Exercise goal:
Every entry must come back exactly as it was given.

[Collected data entries]
Segment Open

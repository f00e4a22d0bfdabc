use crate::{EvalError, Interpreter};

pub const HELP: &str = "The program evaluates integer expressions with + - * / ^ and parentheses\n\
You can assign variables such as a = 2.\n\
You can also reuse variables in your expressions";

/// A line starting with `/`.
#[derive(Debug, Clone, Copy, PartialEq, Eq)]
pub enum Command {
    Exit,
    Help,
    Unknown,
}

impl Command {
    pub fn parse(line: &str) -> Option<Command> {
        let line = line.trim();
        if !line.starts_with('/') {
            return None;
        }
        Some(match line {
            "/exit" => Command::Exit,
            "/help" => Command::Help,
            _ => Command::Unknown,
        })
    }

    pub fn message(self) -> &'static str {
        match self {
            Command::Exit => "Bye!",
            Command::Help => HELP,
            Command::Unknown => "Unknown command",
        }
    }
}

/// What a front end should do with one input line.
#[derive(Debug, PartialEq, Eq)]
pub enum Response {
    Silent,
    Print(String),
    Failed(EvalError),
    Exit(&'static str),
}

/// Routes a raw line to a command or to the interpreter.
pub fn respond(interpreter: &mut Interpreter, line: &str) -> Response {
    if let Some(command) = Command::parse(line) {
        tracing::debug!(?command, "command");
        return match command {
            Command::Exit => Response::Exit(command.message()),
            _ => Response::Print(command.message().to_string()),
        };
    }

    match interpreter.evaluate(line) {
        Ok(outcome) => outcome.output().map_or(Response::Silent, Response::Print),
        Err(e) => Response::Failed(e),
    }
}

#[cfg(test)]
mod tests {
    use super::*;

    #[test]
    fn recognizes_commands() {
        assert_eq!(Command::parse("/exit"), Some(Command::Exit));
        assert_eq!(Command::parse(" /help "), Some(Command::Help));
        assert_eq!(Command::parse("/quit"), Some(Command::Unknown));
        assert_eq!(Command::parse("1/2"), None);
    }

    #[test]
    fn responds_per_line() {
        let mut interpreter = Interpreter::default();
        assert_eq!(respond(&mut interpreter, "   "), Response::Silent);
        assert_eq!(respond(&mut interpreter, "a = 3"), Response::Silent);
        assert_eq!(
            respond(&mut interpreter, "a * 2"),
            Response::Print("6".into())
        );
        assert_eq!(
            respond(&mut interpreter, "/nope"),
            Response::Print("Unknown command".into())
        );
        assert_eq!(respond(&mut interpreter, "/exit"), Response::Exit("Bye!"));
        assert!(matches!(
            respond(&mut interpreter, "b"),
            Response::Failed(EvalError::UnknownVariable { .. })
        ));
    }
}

Segment Closed

Written response:
repository f00e4a22d0bfdabc
use crate::{EvalError, Interpreter};

pub const HELP: &str = "The program evaluates integer expressions with + - * / ^ and parentheses\n\
You can assign variables such as a = 2.\n\
You can also reuse variables in your expressions";

/// A line starting with `/`.
#[derive(Debug, Clone, Copy, PartialEq, Eq)]
pub enum Command {
    Exit,
    Help,
    Unknown,
}

impl Command {
    pub fn parse(line: &str) -> Option<Command> {
        let line = line.trim();
        if !line.starts_with('/') {
            return None;
        }
        Some(match line {
            "/exit" => Command::Exit,
            "/help" => Command::Help,
            _ => Command::Unknown,
        })
    }

    pub fn message(self) -> &'static str {
        match self {
            Command::Exit => "Bye!",
            Command::Help => HELP,
            Command::Unknown => "Unknown command",
        }
    }
}

/// What a front end should do with one input line.
#[derive(Debug, PartialEq, Eq)]
pub enum Response {
    Silent,
    Print(String),
    Failed(EvalError),
    Exit(&'static str),
}

/// Routes a raw line to a command or to the interpreter.
pub fn respond(interpreter: &mut Interpreter, line: &str) -> Response {
    if let Some(command) = Command::parse(line) {
        tracing::debug!(?command, "command");
        return match command {
            Command::Exit => Response::Exit(command.message()),
            _ => Response::Print(command.message().to_string()),
        };
    }

    match interpreter.evaluate(line) {
        Ok(outcome) => outcome.output().map_or(Response::Silent, Response::Print),
        Err(e) => Response::Failed(e),
    }
}

#[cfg(test)]
mod tests {
    use super::*;

    #[test]
    fn recognizes_commands() {
        assert_eq!(Command::parse("/exit"), Some(Command::Exit));
        assert_eq!(Command::parse(" /help "), Some(Command::Help));
        assert_eq!(Command::parse("/quit"), Some(Command::Unknown));
        assert_eq!(Command::parse("1/2"), None);
    }

    #[test]
    fn responds_per_line() {
        let mut interpreter = Interpreter::default();
        assert_eq!(respond(&mut interpreter, "   "), Response::Silent);
        assert_eq!(respond(&mut interpreter, "a = 3"), Response::Silent);
        assert_eq!(
            respond(&mut interpreter, "a * 2"),
            Response::Print("6".into())
        );
        assert_eq!(
            respond(&mut interpreter, "/nope"),
            Response::Print("Unknown command".into())
        );
        assert_eq!(respond(&mut interpreter, "/exit"), Response::Exit("Bye!"));
        assert!(matches!(
            respond(&mut interpreter, "b"),
            Response::Failed(EvalError::UnknownVariable { .. })
        ));
    }
}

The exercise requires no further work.